What kind of indexes should be created on a volumnious table used in a join in sql query?


For the following query. ITEM_CTY_TAR_T is a volumnious table with 10 million+ rows. I have created primary index on this table with columns ITEM_NO, ITEM_TYPE, GA_CODE_IMP, GA_TYPE_IMP, TAR_NO and VALID_DATE_FROM but on explaining the plan for this query, the optimizer did a FULL scan on the table.
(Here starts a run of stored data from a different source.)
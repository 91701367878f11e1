//! Framebuffer with per-pixel color and depth storage.
//!
//! The depth buffer enables hidden surface removal via the z-buffer
//! algorithm: a fragment is kept only when it is strictly closer than what
//! the pixel already holds.

use std::fs::File;
use std::io::{self, BufWriter, Write};
use std::path::Path;

use crate::color;
use crate::math::vec3::Vec3;

/// One framebuffer cell: quantized color plus z-buffer depth.
///
/// Depth 1.0 is the far plane in normalized device coordinates; smaller
/// values are closer to the camera.
#[derive(Debug, Clone, Copy, PartialEq)]
pub struct Pixel {
    pub r: u8,
    pub g: u8,
    pub b: u8,
    pub depth: f32,
}

impl Default for Pixel {
    fn default() -> Self {
        Self {
            r: 0,
            g: 0,
            b: 0,
            depth: 1.0,
        }
    }
}

impl Pixel {
    /// Stores a float color, clamping to `[0, 1]` and truncating to bytes.
    /// One-way lossy; reads give back the dequantized approximation.
    fn set_color(&mut self, color: Vec3) {
        [self.r, self.g, self.b] = color::to_bytes(color);
    }
}

/// An owning width x height grid of [`Pixel`]s.
///
/// Dimensions are fixed at construction. All pixel access is
/// bounds-checked; out-of-range writes are silently dropped and
/// out-of-range reads return black, so callers never need to clip
/// coordinates themselves.
#[derive(Debug, Clone)]
pub struct Framebuffer {
    width: usize,
    height: usize,
    pixels: Vec<Pixel>,
}

impl Framebuffer {
    /// Creates a framebuffer cleared to black at the far plane.
    ///
    /// # Panics
    /// Panics if either dimension is zero.
    pub fn new(width: usize, height: usize) -> Self {
        assert!(
            width > 0 && height > 0,
            "framebuffer dimensions must be non-zero"
        );
        Self {
            width,
            height,
            pixels: vec![Pixel::default(); width * height],
        }
    }

    pub fn width(&self) -> usize {
        self.width
    }

    pub fn height(&self) -> usize {
        self.height
    }

    /// Clears every pixel to `color` and resets all depths to the far plane.
    pub fn clear(&mut self, color: Vec3) {
        let mut cleared = Pixel::default();
        cleared.set_color(color);
        self.pixels.fill(cleared);
    }

    /// Writes a pixel through the depth test.
    ///
    /// The write lands only if `depth` is strictly less than the stored
    /// depth, so an equal-depth fragment submitted later never overwrites
    /// an earlier one. Out-of-bounds coordinates are silently ignored.
    #[inline]
    pub fn set_pixel(&mut self, x: i32, y: i32, color: Vec3, depth: f32) {
        if x >= 0 && x < self.width as i32 && y >= 0 && y < self.height as i32 {
            let index = y as usize * self.width + x as usize;
            if depth < self.pixels[index].depth {
                self.pixels[index].set_color(color);
                self.pixels[index].depth = depth;
            }
        }
    }

    /// Reads a pixel color back as floats in `[0, 1]`.
    ///
    /// Returns the dequantized approximation of what was stored, not the
    /// original pre-quantization value. Out-of-bounds reads return black.
    pub fn get_pixel_color(&self, x: i32, y: i32) -> Vec3 {
        if x >= 0 && x < self.width as i32 && y >= 0 && y < self.height as i32 {
            let pixel = &self.pixels[y as usize * self.width + x as usize];
            color::from_bytes(pixel.r, pixel.g, pixel.b)
        } else {
            Vec3::ZERO
        }
    }

    /// Reads the stored depth at a coordinate, or 1.0 when out of bounds.
    pub fn get_depth(&self, x: i32, y: i32) -> f32 {
        if x >= 0 && x < self.width as i32 && y >= 0 && y < self.height as i32 {
            self.pixels[y as usize * self.width + x as usize].depth
        } else {
            1.0
        }
    }

    // =========================================================================
    // Image output
    // =========================================================================

    /// Writes the image in plain-text PPM (P3): `P3`, dimensions, max channel
    /// value, then one `r g b` line per pixel, row-major, top row first.
    pub fn write_ppm<W: Write>(&self, writer: &mut W) -> io::Result<()> {
        writeln!(writer, "P3")?;
        writeln!(writer, "{} {}", self.width, self.height)?;
        writeln!(writer, "255")?;

        for pixel in &self.pixels {
            writeln!(writer, "{} {} {}", pixel.r, pixel.g, pixel.b)?;
        }

        Ok(())
    }

    /// Saves the image as a plain-text PPM file.
    pub fn save_ppm(&self, path: impl AsRef<Path>) -> io::Result<()> {
        let mut file = BufWriter::new(File::create(path)?);
        self.write_ppm(&mut file)?;
        file.flush()
    }

    /// Saves the image as a PNG file.
    pub fn save_png(&self, path: impl AsRef<Path>) -> Result<(), image::ImageError> {
        let mut img = image::RgbImage::new(self.width as u32, self.height as u32);
        for (index, pixel) in self.pixels.iter().enumerate() {
            let x = (index % self.width) as u32;
            let y = (index / self.width) as u32;
            img.put_pixel(x, y, image::Rgb([pixel.r, pixel.g, pixel.b]));
        }
        img.save(path)
    }
}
What index should be created to prevent full scan?

SELECT
    t.item_no, t.item_type, t.BU_CODE_RU, t.tar_no,
    VALID_DATE_FROM 
FROM
    (SELECT  
         tar.item_no, tar.item_type,
         org.BU_CODE_RU, tar.tar_no, tar.VALID_DATE_FROM,
         ROW_NUMBER() OVER (PARTITION BY tar.ITEM_NO, tar.ITEM_TYPE, org.BU_CODE_RU 
                            ORDER BY VALID_DATE_FROM DESC, tar.tar_no DESC) AS RowNumber  
     FROM 
         (SELECT 
              item_no, item_type, tar_no, valid_date_from,
              GA_CODE_IMP 
          FROM 
              ITEM_CTY_TAR_T tar 
          WHERE  
              GA_TYPE_IMP = 'CTY' 
              AND DATE '2023-08-06' >= TRUNC(tar.VALID_DATE_FROM)
              AND DATE '2023-08-06' <= NVL(trunc(tar.VALID_DATE_TO), DATE'9999-12-31')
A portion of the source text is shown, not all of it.